Task objective: In the data beneath this task, how many lines contain "start"? Answer with the number only.

Dataset records:
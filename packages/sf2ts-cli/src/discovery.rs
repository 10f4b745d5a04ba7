/**
 * Metadata file discovery
 *
 * Expands glob patterns into the metadata files the converter understands
 * and derives declaration file names from metadata file names.
 */
use std::path::PathBuf;

use sf2ts::{Logger, MetadataKind};

/// Expands `patterns` and keeps the files with a recognized metadata
/// suffix, in a stable order. Bad patterns are reported and skipped.
pub fn discover(patterns: &[String], logger: &dyn Logger) -> Vec<PathBuf> {
    let mut files = Vec::new();
    for pattern in patterns {
        match glob::glob(pattern) {
            Ok(paths) => {
                for entry in paths.flatten() {
                    if !entry.is_file() {
                        continue;
                    }
                    let path = entry.to_string_lossy().replace('\\', "/");
                    if MetadataKind::from_path(&path).is_ok() {
                        files.push(entry);
                    } else {
                        logger.debug(&format!("skipping {} (no metadata suffix)", path));
                    }
                }
            }
            Err(error) => {
                logger.warn(&format!("invalid glob pattern '{}': {}", pattern, error));
            }
        }
    }
    files.sort();
    files
}

/// Declaration file name for a metadata file. The `-meta.xml` or `.cls`
/// suffix becomes `.d.ts`; the kind segment stays in the name
/// (`Account.label-meta.xml` maps to `Account.label.d.ts`).
pub fn declaration_file_name(path: &str) -> Option<String> {
    let file = path.rsplit('/').next()?;
    if let Some(stem) = file.strip_suffix("-meta.xml") {
        return Some(format!("{}.d.ts", stem));
    }
    if let Some(stem) = file.strip_suffix(".cls") {
        return Some(format!("{}.d.ts", stem));
    }
    None
}
use crate::builder::PositionAwareTextBuilder;
use crate::component::{CompiledUnit, SourceUnit};
use crate::error::ConvertError;
use crate::xml::{first_tag, TagSpan};

/// Emits the `@salesforce/label/c.<Name>` module for a single-label
/// descriptor, anchored on the `fullName` value.
pub fn convert(unit: &SourceUnit) -> Result<CompiledUnit, ConvertError> {
    let Some(full_name) = first_tag(&unit.content, "fullName") else {
        return Ok(CompiledUnit::not_applicable(unit));
    };
    let short_description = first_tag(&unit.content, "shortDescription").map_or("", |tag| tag.value);
    let value = first_tag(&unit.content, "value").map_or("", |tag| tag.value);

    let mut builder = PositionAwareTextBuilder::new();
    emit_label(&mut builder, &full_name, short_description, value);
    Ok(CompiledUnit::new(unit, builder.build(), builder.alignment()))
}

/// Appends one label's module block; shared with the collection form.
pub(crate) fn emit_label(
    builder: &mut PositionAwareTextBuilder,
    full_name: &TagSpan<'_>,
    short_description: &str,
    value: &str,
) {
    builder.add_plain("declare module ");
    builder.add_anchored(
        &format!("\"@salesforce/label/c.{}\"", full_name.value),
        full_name.start,
        full_name.end,
    );
    builder.add_plain(&format!(
        " {{\n  /**\n   * @description {}\n   */\n  const ",
        short_description
    ));
    builder.add_anchored(
        &format!("lbl{}", full_name.value),
        full_name.start,
        full_name.end,
    );
    builder.add_plain(&format!(
        " = '{}';\n  export default lbl{};\n}}\n",
        value, full_name.value
    ));
}
/**
 * XML tag scanner
 *
 * Locates element values and their byte spans in descriptor documents by
 * literal tag search. The descriptors read here never put attributes on the
 * elements of interest, so `<name>` matches exactly. Entity references pass
 * through verbatim; spans always index the raw document.
 */
use std::ops::Range;

/// An element value together with its byte span in the document.
#[derive(Debug, Clone, PartialEq, Eq)]
pub struct TagSpan<'a> {
    pub value: &'a str,
    pub start: usize,
    pub end: usize,
}

/// Finds the first `<name>value</name>` at or after byte offset `from` and
/// returns the value span. An unclosed element counts as absent.
pub fn first_tag_from<'a>(content: &'a str, name: &str, from: usize) -> Option<TagSpan<'a>> {
    if from > content.len() {
        return None;
    }
    let open = format!("<{}>", name);
    let close = format!("</{}>", name);
    let open_at = content[from..].find(&open)? + from;
    let start = open_at + open.len();
    let end = content[start..].find(&close)? + start;
    Some(TagSpan {
        value: &content[start..end],
        start,
        end,
    })
}

/// Finds the first `<name>value</name>` in the whole document.
pub fn first_tag<'a>(content: &'a str, name: &str) -> Option<TagSpan<'a>> {
    first_tag_from(content, name, 0)
}

/// Content ranges of every `<name>…</name>` element, in document order.
/// Used for repeated container elements such as label collections.
pub fn element_blocks(content: &str, name: &str) -> Vec<Range<usize>> {
    let mut blocks = Vec::new();
    let mut from = 0;
    while let Some(span) = first_tag_from(content, name, from) {
        from = span.end;
        blocks.push(span.start..span.end);
    }
    blocks
}
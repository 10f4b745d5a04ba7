/**
 * sf2ts - Salesforce metadata to TypeScript declarations
 *
 * Command line entry point for batch conversion
 */
use clap::{Arg, ArgAction, Command};
use std::path::PathBuf;
use std::process;

use sf2ts_cli::{run, CliOptions};

fn main() {
    let matches = Command::new("sf2ts")
        .version(env!("CARGO_PKG_VERSION"))
        .about("Salesforce metadata to TypeScript declaration compiler")
        .arg(
            Arg::new("patterns")
                .value_name("PATTERN")
                .num_args(1..)
                .required(true)
                .help("Glob patterns of metadata files to convert"),
        )
        .arg(
            Arg::new("out-dir")
                .short('o')
                .long("out-dir")
                .value_name("DIR")
                .default_value("types")
                .help("Directory declaration files are written to"),
        )
        .arg(
            Arg::new("maps")
                .long("maps")
                .action(ArgAction::SetTrue)
                .help("Write a .d.ts.map alignment file next to each declaration"),
        )
        .arg(
            Arg::new("quiet")
                .short('q')
                .long("quiet")
                .action(ArgAction::SetTrue)
                .help("Only report warnings and errors"),
        )
        .arg(
            Arg::new("verbose")
                .short('v')
                .long("verbose")
                .action(ArgAction::SetTrue)
                .help("Also report skipped files and other details"),
        )
        .get_matches();

    let options = CliOptions {
        patterns: matches
            .get_many::<String>("patterns")
            .map(|values| values.cloned().collect())
            .unwrap_or_default(),
        out_dir: matches
            .get_one::<String>("out-dir")
            .map(PathBuf::from)
            .unwrap_or_else(|| PathBuf::from("types")),
        write_maps: matches.get_flag("maps"),
        quiet: matches.get_flag("quiet"),
        verbose: matches.get_flag("verbose"),
    };

    match run(&options) {
        Ok(summary) if summary.failed > 0 => process::exit(1),
        Ok(_) => {}
        Err(error) => {
            eprintln!("Error: {}", error);
            process::exit(1);
        }
    }
}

Output below: 8